February 11, 2011

 With each new economic indicator the economic outlook gets stronger and more widespread.  But housing continues to languish.  Why?  When might we expect it to accelerate? 

 It is no great surprise that the housing market has been the worst since the depression.  New home sales have tumbled from 1,400 thousand or so prior to the recession to 300 thousand.  To put that number in perspective, take a look at the chart below which goes back to 1963.  While it is a depressing chart, housing is not going to stay that way.  It will soon pick up significantly. 

  

 All the pieces that an economist looks at to provide glimpses of the future line up on the side of significantly more rapid GDP growth in 2011.  We have talked about these factors on numerous occasions – a significantly lower debt burden, more jobs, rapid growth in income, and increased wealth (associated with the increase in stock prices).  For all of these reasons we anticipate 5.0% GDP growth in the first quarter and 4.3% GDP growth for the year as a whole.  But let’s talk about the pieces that seem most relevant to the outlook for housing.
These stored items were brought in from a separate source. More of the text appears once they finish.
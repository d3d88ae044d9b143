//! Encoder and decoder configuration.

use satbridge_core::{ParamDescr, Params, megabytes_to_bytes};
use serde::{Deserialize, Serialize};

/// Parameter key for the memory cap in megabytes.
pub const MAX_MEMORY_MB: &str = "max-memory-megabytes";
/// Parameter key for the redundant ITE clauses.
pub const ITE_EXTRA_CLAUSES: &str = "ite-extra-clauses";
/// Parameter key for decoding learned clauses.
pub const COLLECT_LEARNED_CLAUSES: &str = "collect-learned-clauses";
/// Parameter key for building a model converter while decoding.
pub const PRODUCE_MODEL_CONVERTER: &str = "produce-model-converter";

/// Configuration for [`Encoder`](crate::Encoder).
#[derive(Debug, Clone, PartialEq, Eq, Serialize, Deserialize)]
pub struct EncoderConfig {
    /// Memory cap in megabytes (`None` = unbounded)
    pub max_memory_mb: Option<u64>,
    /// Emit the two redundant clauses that strengthen propagation through a
    /// non-root `ite`
    pub ite_extra_clauses: bool,
}

impl Default for EncoderConfig {
    fn default() -> Self {
        Self {
            max_memory_mb: None,
            ite_extra_clauses: true,
        }
    }
}

impl EncoderConfig {
    /// Read the configuration from a parameter set.
    #[must_use]
    pub fn from_params(params: &Params) -> Self {
        let defaults = Self::default();
        Self {
            max_memory_mb: params.get_uint(MAX_MEMORY_MB).or(defaults.max_memory_mb),
            ite_extra_clauses: params.get_bool(ITE_EXTRA_CLAUSES, defaults.ite_extra_clauses),
        }
    }

    /// Set the memory cap.
    #[must_use]
    pub fn with_max_memory_mb(mut self, mb: u64) -> Self {
        self.max_memory_mb = Some(mb);
        self
    }

    /// Enable or disable the redundant ITE clauses.
    #[must_use]
    pub fn with_ite_extra_clauses(mut self, enabled: bool) -> Self {
        self.ite_extra_clauses = enabled;
        self
    }

    /// Memory cap in bytes.
    #[must_use]
    pub fn max_memory_bytes(&self) -> Option<u64> {
        self.max_memory_mb.map(megabytes_to_bytes)
    }

    /// Parameters recognized by the encoder.
    #[must_use]
    pub fn param_descrs() -> &'static [ParamDescr] {
        &[
            ParamDescr {
                name: MAX_MEMORY_MB,
                description: "(default: unbounded) maximum amount of memory in megabytes",
            },
            ParamDescr {
                name: ITE_EXTRA_CLAUSES,
                description: "(default: true) add redundant clauses (that improve unit propagation) when encoding if-then-else formulas",
            },
        ]
    }
}

/// Configuration for [`Decoder`](crate::Decoder).
#[derive(Debug, Clone, Default, PartialEq, Eq, Serialize, Deserialize)]
pub struct DecoderConfig {
    /// Memory cap in megabytes (`None` = unbounded)
    pub max_memory_mb: Option<u64>,
    /// Also decode learned clauses
    pub collect_learned_clauses: bool,
    /// Build a model converter alongside the formulas
    pub produce_model_converter: bool,
}

impl DecoderConfig {
    /// Read the configuration from a parameter set.
    #[must_use]
    pub fn from_params(params: &Params) -> Self {
        Self {
            max_memory_mb: params.get_uint(MAX_MEMORY_MB),
            collect_learned_clauses: params.get_bool(COLLECT_LEARNED_CLAUSES, false),
            produce_model_converter: params.get_bool(PRODUCE_MODEL_CONVERTER, false),
        }
    }

    /// Set the memory cap.
    #[must_use]
    pub fn with_max_memory_mb(mut self, mb: u64) -> Self {
        self.max_memory_mb = Some(mb);
        self
    }

    /// Enable or disable decoding of learned clauses.
    #[must_use]
    pub fn with_learned_clauses(mut self, enabled: bool) -> Self {
        self.collect_learned_clauses = enabled;
        self
    }

    /// Enable or disable the model converter.
    #[must_use]
    pub fn with_model_converter(mut self, enabled: bool) -> Self {
        self.produce_model_converter = enabled;
        self
    }

    /// Memory cap in bytes.
    #[must_use]
    pub fn max_memory_bytes(&self) -> Option<u64> {
        self.max_memory_mb.map(megabytes_to_bytes)
    }

    /// Parameters recognized by the decoder.
    #[must_use]
    pub fn param_descrs() -> &'static [ParamDescr] {
        &[
            ParamDescr {
                name: MAX_MEMORY_MB,
                description: "(default: unbounded) maximum amount of memory in megabytes",
            },
            ParamDescr {
                name: COLLECT_LEARNED_CLAUSES,
                description: "(default: false) collect also learned clauses",
            },
            ParamDescr {
                name: PRODUCE_MODEL_CONVERTER,
                description: "(default: false) build a model converter for lifting models back",
            },
        ]
    }
}
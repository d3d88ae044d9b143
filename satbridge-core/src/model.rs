//! Models and partial model evaluation.
//!
//! A [`Model`] assigns values to uninterpreted constants and, optionally, to
//! ground applications of uninterpreted functions. [`ModelEvaluator`]
//! evaluates a term without model completion: anything it cannot decide from
//! the assignments present is reported as unknown (`None`).

use crate::ast::{TermId, TermKind, TermManager};
use rustc_hash::FxHashMap;

/// A value in a model.
#[derive(Debug, Clone, Copy, PartialEq, Eq, Hash)]
pub enum Value {
    /// Boolean value
    Bool(bool),
    /// Integer value
    Int(i64),
}

impl Value {
    /// The boolean payload, if any.
    #[must_use]
    pub fn as_bool(self) -> Option<bool> {
        match self {
            Value::Bool(b) => Some(b),
            Value::Int(_) => None,
        }
    }

    /// The integer payload, if any.
    #[must_use]
    pub fn as_int(self) -> Option<i64> {
        match self {
            Value::Int(n) => Some(n),
            Value::Bool(_) => None,
        }
    }
}

/// Assignment of values to constants and ground applications.
#[derive(Debug, Clone, Default, PartialEq, Eq)]
pub struct Model {
    assignments: FxHashMap<TermId, Value>,
}

impl Model {
    /// Create an empty model.
    #[must_use]
    pub fn new() -> Self {
        Self::default()
    }

    /// Assign a value to a constant or ground application.
    pub fn assign(&mut self, term: TermId, value: Value) {
        self.assignments.insert(term, value);
    }

    /// Assign a boolean value.
    pub fn assign_bool(&mut self, term: TermId, value: bool) {
        self.assign(term, Value::Bool(value));
    }

    /// Look up the value assigned to a term.
    #[must_use]
    pub fn get(&self, term: TermId) -> Option<Value> {
        self.assignments.get(&term).copied()
    }

    /// Look up a boolean value.
    #[must_use]
    pub fn get_bool(&self, term: TermId) -> Option<bool> {
        self.get(term).and_then(Value::as_bool)
    }

    /// Remove an assignment, returning the old value.
    pub fn remove(&mut self, term: TermId) -> Option<Value> {
        self.assignments.remove(&term)
    }

    /// Check whether a term is assigned.
    #[must_use]
    pub fn contains(&self, term: TermId) -> bool {
        self.assignments.contains_key(&term)
    }

    /// Number of assignments.
    #[must_use]
    pub fn len(&self) -> usize {
        self.assignments.len()
    }

    /// Check if the model is empty.
    #[must_use]
    pub fn is_empty(&self) -> bool {
        self.assignments.is_empty()
    }

    /// Iterate over all assignments (unordered).
    pub fn iter(&self) -> impl Iterator<Item = (TermId, Value)> + '_ {
        self.assignments.iter().map(|(&t, &v)| (t, v))
    }
}

/// Evaluates terms against a model without completing it.
///
/// Connectives follow three-valued semantics: `(or a b)` is true as soon as
/// one side is true even if the other is unknown. Quantifiers always evaluate
/// to unknown.
pub struct ModelEvaluator<'a> {
    tm: &'a TermManager,
    model: &'a Model,
    cache: FxHashMap<TermId, Option<Value>>,
}

impl<'a> ModelEvaluator<'a> {
    /// Create an evaluator over a model.
    #[must_use]
    pub fn new(tm: &'a TermManager, model: &'a Model) -> Self {
        Self {
            tm,
            model,
            cache: FxHashMap::default(),
        }
    }

    /// Evaluate a term to a boolean, if decidable.
    pub fn eval_bool(&mut self, term: TermId) -> Option<bool> {
        self.eval(term).and_then(Value::as_bool)
    }

    /// Evaluate a term.
    ///
    /// Sub-terms are evaluated with an explicit post-order work list and
    /// memoized for the lifetime of the evaluator.
    pub fn eval(&mut self, root: TermId) -> Option<Value> {
        if let Some(&v) = self.cache.get(&root) {
            return v;
        }
        let tm = self.tm;
        let mut todo: Vec<(TermId, bool)> = vec![(root, false)];
        while let Some((id, expanded)) = todo.pop() {
            if self.cache.contains_key(&id) {
                continue;
            }
            let Some(term) = tm.get(id) else {
                self.cache.insert(id, None);
                continue;
            };
            // quantifier bodies are never evaluated
            let children = match term.kind {
                TermKind::Forall { .. } => Default::default(),
                ref kind => kind.children(),
            };
            if !expanded {
                todo.push((id, true));
                for child in children.into_iter().rev() {
                    if !self.cache.contains_key(&child) {
                        todo.push((child, false));
                    }
                }
                continue;
            }
            let value = self.eval_node(id);
            self.cache.insert(id, value);
        }
        self.cache.get(&root).copied().flatten()
    }

    fn child(&self, id: TermId) -> Option<Value> {
        self.cache.get(&id).copied().flatten()
    }

    fn child_bool(&self, id: TermId) -> Option<bool> {
        self.child(id).and_then(Value::as_bool)
    }

    fn child_int(&self, id: TermId) -> Option<i64> {
        self.child(id).and_then(Value::as_int)
    }

    fn eval_node(&self, id: TermId) -> Option<Value> {
        let term = self.tm.get(id)?;
        let b = |v: Option<bool>| v.map(Value::Bool);
        match &term.kind {
            TermKind::True => Some(Value::Bool(true)),
            TermKind::False => Some(Value::Bool(false)),
            TermKind::IntConst(n) => Some(Value::Int(*n)),
            TermKind::Var(_) => self.model.get(id),
            TermKind::Apply { .. } => self.model.get(id),
            TermKind::Forall { .. } => None,
            TermKind::Not(a) => b(self.child_bool(*a).map(|v| !v)),
            TermKind::And(args) => {
                let mut unknown = false;
                for &a in args {
                    match self.child_bool(a) {
                        Some(false) => return Some(Value::Bool(false)),
                        Some(true) => {}
                        None => unknown = true,
                    }
                }
                if unknown { None } else { Some(Value::Bool(true)) }
            }
            TermKind::Or(args) => {
                let mut unknown = false;
                for &a in args {
                    match self.child_bool(a) {
                        Some(true) => return Some(Value::Bool(true)),
                        Some(false) => {}
                        None => unknown = true,
                    }
                }
                if unknown { None } else { Some(Value::Bool(false)) }
            }
            TermKind::Xor(x, y) => {
                b(self.child_bool(*x).zip(self.child_bool(*y)).map(|(x, y)| x != y))
            }
            TermKind::Implies(x, y) => match (self.child_bool(*x), self.child_bool(*y)) {
                (Some(false), _) | (_, Some(true)) => Some(Value::Bool(true)),
                (Some(true), Some(false)) => Some(Value::Bool(false)),
                _ => None,
            },
            TermKind::Iff(x, y) | TermKind::Eq(x, y) => {
                let (x, y) = (self.child(*x)?, self.child(*y)?);
                Some(Value::Bool(x == y))
            }
            TermKind::Distinct(args) => {
                let mut values = Vec::with_capacity(args.len());
                for &a in args {
                    values.push(self.child(a)?);
                }
                let all_distinct = values
                    .iter()
                    .enumerate()
                    .all(|(i, v)| values[i + 1..].iter().all(|w| w != v));
                Some(Value::Bool(all_distinct))
            }
            TermKind::Ite(c, t, e) => match self.child_bool(*c) {
                Some(true) => self.child(*t),
                Some(false) => self.child(*e),
                None => {
                    let (t, e) = (self.child(*t)?, self.child(*e)?);
                    if t == e { Some(t) } else { None }
                }
            },
            TermKind::Le(x, y) => b(self.child_int(*x).zip(self.child_int(*y)).map(|(x, y)| x <= y)),
            TermKind::Lt(x, y) => b(self.child_int(*x).zip(self.child_int(*y)).map(|(x, y)| x < y)),
        }
    }
}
 Let’s start with income.  If you don’t have it, you are obviously not going to be able to afford a house.  Income growth has surged in recent quarters.  In the early stages of this expansion firms were working people longer hours rather than hiring new bodies.  When they choose this option, they still have to pay people for those hours.  That provides income.  As we go forward firms may still boost hours somewhat, but the driver for income growth throughout 2011 will be new jobs.  Either way, income will continue to grow rapidly.

 

 Then there is the 30-year mortgage rate.  The chart below indicates how low current mortgage really are.  At 4.75% they are at record low levels.  If a potential homeowner buys a median-priced home for $220 thousand with a 20% down payment, the mortgage payment on a $176 thousand loan at 4.25% would be $866.  Compare that to the $1,171 mortgage payment for the same loan at 7.0%.  Not surprisingly many more families can afford a house at the 4.25% rate.

 

The final piece in determining whether you can afford a home is its price.  New home prices have fallen by about 20% from the peak reached in the early part of 2007.  As home prices decline, more families are able to afford them.

 

 Thus, whether a family can afford a new home is determined by the combination of income, price, and the mortgage rate.  If your income is going up, the price of the new home is going down, and mortgage rates are at near record low levels, an increasing number of people can afford to buy.  The combination of those factors is reflected clearly in the housing affordability index published by the National Association of Realtors.   The December level for this index reached 185, which means that a family making the median income of $62,423 has 185% of the income necessary to qualify for a median priced home.  That index was 115 prior to the recession.  In today’s world potential homeowner’s can afford to buy. 

 

 Everybody talks about lower prices and low mortgage rates as reasons why the housing sector is not going to be depressed much longer.  The one factor not often discussed is demographics which point towards home sales rebounding to about 900 thousand, not the 300 thousand pace we are currently experiencing.   According to the Census Bureau, over the last decade the average pace of household formation is about 1.3 million annually.  If two–thirds of those households buy houses, the economy needs 900 thousand new homes every year.  Eventually home sales will accelerate dramatically.

 So why aren’t people buying now?  They may be concerned that the sale of bank-owned property and additional foreclosures could push house prices lower and they might get an even better deal later.    Or perhaps with the unemployment rate at 9.0% they might be concerned that they could still lose their job.  Or perhaps they want to replenish their cash reserves before springing for such a large investment.  But these are temporary factors that may keep home sales in check for a while longer. 

However, the underlying fundamentals for housing are very positive.  Once the wave of foreclosures has worked its way through the system, the income growth generated by rapid job creation, the continuing rise in the stock market, the reduced level of consumer debt, sharply lower house prices, and still low mortgage rates should provide the catalyst for a tripling of home sales by the middle of next year.